IN ARCHIMAGO'S CELL – The evil dream (by H. J. Ford)
In a previous post, I briefly discussed spellcasting in Empire of the Petal Throne ; however, I think that a more thorough explanation is warranted in order to address certain misconceptions.
Jon Peterson's Playing at the World is an exhaustive volume chronicling the evolution of role-playing games. However, nothing is perfect. Commenting on Empire of the Petal Throne, Peterson states on page 521:
The magic system, in contrast to Dungeons & Dragons, allows casters to select from a flat list of spells – spells do not have tiers like in Dungeons & Dragons, and thus a first-level priest can just as easily select “Cure Light Wounds” as they could “Revivify”...The accuracy of this statement is wanting.
There are two sources of spells: 'Professional Skills' and 'Bonus Spells'.
Each of the three classes has a distinct list of professional skills. For warriors, the professional skills regard weapon use (e.g., slinger, bowman, spearman, et al.). Most of the 'skills' in the priest and magic user lists are actually spells. In fact, 'cure light wounds' and 'revivify' both appear on the priest list. However, first-level characters do not have access to all of their profession's list of skills. Percentile dice are rolled to determine how many professional skills any given first-level character may have. A roll of 1-20 means, “Choose any 2 skills from the first 3.” A roll of 96-100 means, “Choose 5 from the first 7.” 'Revivify' is the eleventh 'skill' on the priest list; therefore, it is not available at first level. The list is not flat.
Upon advancing to a higher level, a character obtains a new 'skill' from the appropriate list “with the least advanced skill being mandatorily chosen first.” So, a character with the 'Choose 5 from the first 7' result gets five professional skills at first level. When that character advances to second level, she gets the 'earliest' skill on the list among those she does not possess. Such a character cannot get the eighth skill on the list until she has all of the preceding seven skills. Seventh is the earliest level at which a priest may gain 'revivify', and that would only be for the 5% who have a '5 from 7' result. Characters with the '2 from 3' result would have to wait until tenth level.

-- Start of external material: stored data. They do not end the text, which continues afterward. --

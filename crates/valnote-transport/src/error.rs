//! Transport error types

use std::time::Duration;

use thiserror::Error;
use valnote_protocol::{DecodeError, FrameError};

/// Failures while talking to the server
#[derive(Error, Debug)]
pub enum TransportError {
    #[error("Unable to resolve {host}: {source}")]
    Resolve {
        host: String,
        #[source]
        source: std::io::Error,
    },

    #[error("Unable to connect to {0}")]
    Unreachable(String),

    #[error("Timed out after {0:?}")]
    Timeout(Duration),

    #[error("Connection closed by foreign host")]
    ConnectionClosed,

    #[error("Framing error: {0}")]
    Frame(#[from] FrameError),

    #[error("IO error: {0}")]
    Io(#[from] std::io::Error),
}

/// Result type for transport operations
pub type TransportResult<T> = Result<T, TransportError>;

/// Errors returned by [`Client`](crate::Client) operations
#[derive(Error, Debug)]
pub enum ClientError {
    #[error(transparent)]
    Transport(#[from] TransportError),

    #[error(transparent)]
    Decode(#[from] DecodeError),
}

impl ClientError {
    /// Whether the connection is unusable after this error.
    ///
    /// An oversized response counts: its tail is still in flight and would be
    /// read as the answer to the next request.
    pub fn is_connection_lost(&self) -> bool {
        matches!(
            self,
            ClientError::Transport(
                TransportError::ConnectionClosed
                    | TransportError::Io(_)
                    | TransportError::Timeout(_)
                    | TransportError::Frame(FrameError::MessageTooLarge { .. })
            )
        )
    }
}

/// Result type for client operations
pub type ClientResult<T> = Result<T, ClientError>;
//! valnote Transport Layer
//!
//! Provides the client side of a valnote server connection:
//! - Connection: TCP stream framed into `\n`-terminated responses
//! - Client: authenticated request/response session returning decoded values
//! - ClientConfig: connection settings, loadable from a config file

pub mod client;
pub mod config;
pub mod connection;
pub mod error;

pub use client::Client;
pub use config::ClientConfig;
pub use connection::Connection;
pub use error::{ClientError, ClientResult, TransportError, TransportResult};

Aside from professional skills, priests and magic users have access to bonus spells which “are divided into three Groups of increasing importance.” (I posit that “groups of increasing importance” could be referred to as “tiers” without undue strain upon the definition of “tier.”) The 43 Bonus spells are the same for priests and magic users. Thus the professional skills serve to provide specific abilities to priests and magic users of certain amounts of accomplishment while bonus spells allow for a diverse repertoire among individual spellcasters. For instance, 'The Grey Hand' may only be cast by high-level magic users, but 'Door Control' may be cast by priests or magic users as early as second level.
When a priest or magic users attains a new level of experience, there is a chance that the character will learn one or more bonus spells. There is a 'Level of Experience and Percentile Dice Score Needed' table with five rows:
- One spell of Group I
- One spell of Group II
- One Group I and one Group II spell
- One spell of Group III
- One Group II and one Group III spell
If a character gains a spell from a group, any spell from that group may be chosen. Each bonus spell can be used once per day; however, it is possible to take the same spell multiple times, thereby permitting multiple castings.
Spellcasting is not automatically successful. For a 1st level spellcaster, there is only a 40% chance that any given spell will be successfully cast. Starting at level nine, there is no chance of failure. A greater than average Psychic Ability affords bonuses to the chance of success.
Among the Group I spells is 'The Hands of Krá the Mighty': “This spell grapples and squeezes its victim.” Was this the inspiration for the Bigby spells?